Could you provide a patch? Thanks.
Comment 16 Víctor Manuel Jáquez Leal 2017-09-30 08:20:16 UTC
Ah, that's in your application. No patch is required then.

When do you call that function in your app?
Comment 17 pauldotknopf 2017-12-06 06:34:18 UTC
We call this function after 20-or-so recordings to free up the memory. Directly after recording, we release the context that vaapih264enc stores in the pipeline.
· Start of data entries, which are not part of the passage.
use crate::types::Atom;

/// Construction parameters for a [`MachineState`](crate::machine::MachineState).
///
/// The two atoms are indices into the embedder's symbol table: the core
/// needs to recognize `[]` when matching lists against their terminator and
/// `:` when building or reusing module-qualified meta-terms.
#[derive(Debug, Clone, Copy)]
pub struct MachineConfig {
    pub heap_limit: usize,
    pub local_limit: usize,
    pub trail_limit: usize,
    pub nil_atom: Atom,
    pub colon_atom: Atom,
}

impl Default for MachineConfig {
    fn default() -> Self {
        MachineConfig {
            heap_limit: usize::MAX,
            local_limit: usize::MAX,
            trail_limit: usize::MAX,
            nil_atom: Atom(0),
            colon_atom: Atom(1),
        }
    }
}

impl MachineConfig {
    pub fn new() -> Self {
        Default::default()
    }

    pub fn with_heap_limit(mut self, limit: usize) -> Self {
        self.heap_limit = limit;
        self
    }

    pub fn with_local_limit(mut self, limit: usize) -> Self {
        self.local_limit = limit;
        self
    }

    pub fn with_trail_limit(mut self, limit: usize) -> Self {
        self.trail_limit = limit;
        self
    }

    pub fn with_nil_atom(mut self, nil_atom: Atom) -> Self {
        self.nil_atom = nil_atom;
        self
    }

    pub fn with_colon_atom(mut self, colon_atom: Atom) -> Self {
        self.colon_atom = colon_atom;
        self
    }
}
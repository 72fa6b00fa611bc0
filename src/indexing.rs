//! First-argument indexing: tag dispatch and open-addressed constant tables.

use crate::machine::MachineState;
use crate::types::*;

#[derive(Debug, Clone, Copy)]
struct SwitchSlot {
    key: i64,
    code: CodePtr,
}

/// An open-addressed dispatch table over atom, integer or functor/arity
/// keys. Built once at clause-compilation time for a declared number of
/// keys; sized one slot larger so a probe always terminates on a free slot.
#[derive(Debug)]
pub struct SwitchTable {
    slots: Vec<Option<SwitchSlot>>,
}

impl SwitchTable {
    pub fn new(size: usize) -> Self {
        SwitchTable {
            slots: vec![None; size + 1],
        }
    }

    pub fn insert_atom(&mut self, atom: Atom, code: CodePtr) {
        self.insert(atom.0 as i64, code);
    }

    pub fn insert_integer(&mut self, value: i64, code: CodePtr) {
        self.insert(value, code);
    }

    pub fn insert_structure(&mut self, functor: Atom, arity: usize, code: CodePtr) {
        self.insert(FunctorArity::build_with(functor, arity).as_key(), code);
    }

    fn insert(&mut self, key: i64, code: CodePtr) {
        let n = self.locate(key);

        if self.slots[n].is_none() {
            let free = self.slots.iter().filter(|slot| slot.is_none()).count();

            assert!(free > 1, "switch table sized too small for its key set");
        }

        self.slots[n] = Some(SwitchSlot { key, code });
    }

    /// Linear probe from the key's home slot, wrapping at the end. Stops at
    /// the key or at a free slot; at least one free slot always exists.
    fn locate(&self, key: i64) -> usize {
        let size = self.slots.len();
        let mut n = key.rem_euclid(size as i64) as usize;

        loop {
            match self.slots[n] {
                Some(slot) if slot.key != key => {
                    n += 1;

                    if n == size {
                        n = 0;
                    }
                }
                _ => return n,
            }
        }
    }

    pub fn lookup(&self, key: i64) -> Option<CodePtr> {
        self.slots[self.locate(key)].map(|slot| slot.code)
    }
}

impl MachineState {
    /// The alternative of the current choice point, where every dispatch
    /// miss falls through to.
    fn backtrack_code(&self) -> Option<CodePtr> {
        if self.b == 0 {
            None
        } else {
            self.stack.or_frame(self.b).alt
        }
    }

    fn dispatch_a0(&mut self) -> Word {
        let word = self.deref(self.registers[0]);

        self.registers[0] = word;
        word
    }

    /// Dispatches on the tag of the first argument, leaving it dereferenced
    /// in its register for the per-tag code to pick up. A missing target
    /// (`None`) falls through to the current choice point's alternative.
    pub fn switch_on_term(
        &mut self,
        c_var: Option<CodePtr>,
        c_atm: Option<CodePtr>,
        c_int: Option<CodePtr>,
        c_lst: Option<CodePtr>,
        c_stc: Option<CodePtr>,
    ) -> Option<CodePtr> {
        let code = match self.dispatch_a0() {
            Word::Atm(_) => c_atm,
            Word::Int(_) => c_int,
            Word::Lis(_) => c_lst,
            Word::Stc(_) => c_stc,
            _ => c_var,
        };

        code.or_else(|| self.backtrack_code())
    }

    pub fn switch_on_term_var_atm(
        &mut self,
        c_var: Option<CodePtr>,
        c_atm: Option<CodePtr>,
    ) -> Option<CodePtr> {
        let code = match self.dispatch_a0() {
            Word::Atm(_) => c_atm,
            Word::Ref(_) | Word::Fdv(_) => c_var,
            _ => None,
        };

        code.or_else(|| self.backtrack_code())
    }

    pub fn switch_on_term_var_stc(
        &mut self,
        c_var: Option<CodePtr>,
        c_stc: Option<CodePtr>,
    ) -> Option<CodePtr> {
        let code = match self.dispatch_a0() {
            Word::Stc(_) => c_stc,
            Word::Ref(_) | Word::Fdv(_) => c_var,
            _ => None,
        };

        code.or_else(|| self.backtrack_code())
    }

    pub fn switch_on_term_var_atm_lst(
        &mut self,
        c_var: Option<CodePtr>,
        c_atm: Option<CodePtr>,
        c_lst: Option<CodePtr>,
    ) -> Option<CodePtr> {
        let code = match self.dispatch_a0() {
            Word::Atm(_) => c_atm,
            Word::Lis(_) => c_lst,
            Word::Ref(_) | Word::Fdv(_) => c_var,
            _ => None,
        };

        code.or_else(|| self.backtrack_code())
    }

    pub fn switch_on_term_var_atm_stc(
        &mut self,
        c_var: Option<CodePtr>,
        c_atm: Option<CodePtr>,
        c_stc: Option<CodePtr>,
    ) -> Option<CodePtr> {
        let code = match self.dispatch_a0() {
            Word::Atm(_) => c_atm,
            Word::Stc(_) => c_stc,
            Word::Ref(_) | Word::Fdv(_) => c_var,
            _ => None,
        };

        code.or_else(|| self.backtrack_code())
    }

    /// Table dispatch on the first argument, already dereferenced to an
    /// atom by [`switch_on_term`](Self::switch_on_term).
    pub fn switch_on_atom(&self, table: &SwitchTable) -> Option<CodePtr> {
        let key = match self.registers[0] {
            Word::Atm(atom) => atom.0 as i64,
            _ => unreachable!("atom dispatch on a non-atom first argument"),
        };

        table.lookup(key).or_else(|| self.backtrack_code())
    }

    pub fn switch_on_integer(&self, table: &SwitchTable) -> Option<CodePtr> {
        let key = match self.registers[0] {
            Word::Int(n) => n,
            _ => unreachable!("integer dispatch on a non-integer first argument"),
        };

        table.lookup(key).or_else(|| self.backtrack_code())
    }

    pub fn switch_on_structure(&self, table: &SwitchTable) -> Option<CodePtr> {
        let key = match self.registers[0] {
            Word::Stc(s) => match self.heap[s] {
                Word::Fun(fa) => fa.as_key(),
                _ => unreachable!("structure without a header cell"),
            },
            _ => unreachable!("structure dispatch on a non-structure first argument"),
        };

        table.lookup(key).or_else(|| self.backtrack_code())
    }
}
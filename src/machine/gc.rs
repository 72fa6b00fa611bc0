use crate::machine::trail::TrailEntry;
use crate::machine::MachineState;
use crate::types::Addr;

/// Callbacks into an external relocating collector.
///
/// Every live binding-trail entry targeting a heap cell is announced as a
/// disappearing link keyed by its trail slot, so the collector can clear
/// the entry (via [`Trail::clear_unbind`](crate::machine::trail::Trail::clear_unbind))
/// when it reclaims the cell. The core re-announces entries whenever
/// compaction moves them.
pub trait CollectorHooks {
    fn register_disappearing_link(&mut self, slot: usize, target: Addr);
    fn unregister_disappearing_link(&mut self, slot: usize);
}

impl MachineState {
    /// Called by the embedder when a collection cycle has finished. The
    /// trail is the only region the core compacts itself; the collector
    /// owns the heap.
    pub fn collection_happened(&mut self) {
        self.compact_trail();
    }

    /// Rewrites the trail without the binding entries the collector has
    /// cleared, keeping every choice point's saved trail top pointed at the
    /// same logical boundary. Returns the number of entries dropped.
    pub fn compact_trail(&mut self) -> usize {
        let mut hooks = self.collector.take();
        let old_entries = self.trail.take_entries();
        let old_len = old_entries.len();

        let mut entries = Vec::with_capacity(old_len);
        let mut new_index_of = Vec::with_capacity(old_len + 1);

        for (slot, entry) in old_entries.into_iter().enumerate() {
            new_index_of.push(entries.len());

            match entry {
                TrailEntry::Unbind(None) => {}
                TrailEntry::Unbind(Some(a @ Addr::Heap(_))) => {
                    if let Some(hooks) = hooks.as_mut() {
                        hooks.unregister_disappearing_link(slot);
                        hooks.register_disappearing_link(entries.len(), a);
                    }

                    entries.push(TrailEntry::Unbind(Some(a)));
                }
                entry => entries.push(entry),
            }
        }

        new_index_of.push(entries.len());

        let dropped = old_len - entries.len();

        self.trail.replace_entries(entries);
        self.collector = hooks;

        let mut b = self.b;

        while b != 0 {
            let frame = self.stack.or_frame_mut(b);

            frame.tr = new_index_of[frame.tr];
            b = frame.b;
        }

        dropped
    }
}

#[cfg(test)]
mod tests {
    use super::*;
    use crate::types::*;

    use std::cell::RefCell;
    use std::collections::BTreeMap;
    use std::rc::Rc;

    #[derive(Default)]
    struct RecordingHooks {
        links: Rc<RefCell<BTreeMap<usize, Addr>>>,
    }

    impl CollectorHooks for RecordingHooks {
        fn register_disappearing_link(&mut self, slot: usize, target: Addr) {
            self.links.borrow_mut().insert(slot, target);
        }

        fn unregister_disappearing_link(&mut self, slot: usize) {
            self.links.borrow_mut().remove(&slot);
        }
    }

    fn machine_with_hooks() -> (MachineState, Rc<RefCell<BTreeMap<usize, Addr>>>) {
        let mut machine = MachineState::new();
        let hooks = RecordingHooks::default();
        let links = hooks.links.clone();

        machine.set_collector(Box::new(hooks));
        (machine, links)
    }

    #[test]
    fn heap_bindings_are_announced_and_withdrawn() {
        let (mut machine, links) = machine_with_hooks();

        let x = machine.put_x_variable().unwrap();
        let a = x.as_var().unwrap();

        machine.bind(a, Word::Int(1)).unwrap();
        assert_eq!(links.borrow().get(&0), Some(&a));

        machine.untrail(0);
        assert!(links.borrow().is_empty());
    }

    #[test]
    fn local_bindings_are_not_announced() {
        let (mut machine, links) = machine_with_hooks();

        machine.allocate(1).unwrap();
        let y = machine.put_y_variable(0);

        machine.bind(y.as_var().unwrap(), Word::Int(1)).unwrap();

        assert!(links.borrow().is_empty());
    }

    #[test]
    fn compaction_drops_cleared_entries_and_rewrites_snapshots() {
        let (mut machine, links) = machine_with_hooks();

        let x = machine.put_x_variable().unwrap();
        let y = machine.put_x_variable().unwrap();
        let z = machine.put_x_variable().unwrap();

        machine.bind(x.as_var().unwrap(), Word::Int(1)).unwrap();

        machine.create_choice_point0(Some(CodePtr(1))).unwrap();
        let tr_snapshot = machine.stack.or_frame(machine.b).tr;
        assert_eq!(tr_snapshot, 1);

        machine.bind(y.as_var().unwrap(), Word::Int(2)).unwrap();
        machine.bind(z.as_var().unwrap(), Word::Int(3)).unwrap();

        // the collector reclaims x's cell and clears its entry
        machine.trail.clear_unbind(0);
        links.borrow_mut().remove(&0);

        let dropped = machine.compact_trail();

        assert_eq!(dropped, 1);
        assert_eq!(machine.trail.tr(), 2);
        assert_eq!(machine.stack.or_frame(machine.b).tr, 0);

        // surviving links were re-announced under their new slots
        assert_eq!(
            *links.borrow(),
            BTreeMap::from([(0, y.as_var().unwrap()), (1, z.as_var().unwrap())])
        );

        // rolling back to the choice point undoes exactly y and z
        machine.update_choice_point0(Some(CodePtr(2)));

        assert_eq!(machine.deref(y), y);
        assert_eq!(machine.deref(z), z);
        assert_eq!(machine.trail.tr(), 0);
    }

    #[test]
    fn collection_notification_compacts() {
        let (mut machine, _links) = machine_with_hooks();

        let x = machine.put_x_variable().unwrap();
        machine.bind(x.as_var().unwrap(), Word::Int(1)).unwrap();
        machine.trail.clear_unbind(0);

        machine.collection_happened();

        assert_eq!(machine.trail.tr(), 0);
    }
}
This is what GST_STATE_NULL does, and why you don't typically see the memory leak, but it's there. It just isn't exposed in most pipelines. Our pipeline is continuously running (for rendering and such), and we dynamically add/remove the encoding piece without stopping/starting the pipeline.
Comment 18 Víctor Manuel Jáquez Leal 2018-05-04 09:16:13 UTC
This is a custom workaround for a specific problem. It is not a bug per-se, but a design issue in this use-case.

If you can come with a re-design idea to improve encoders sharing context, please reopen.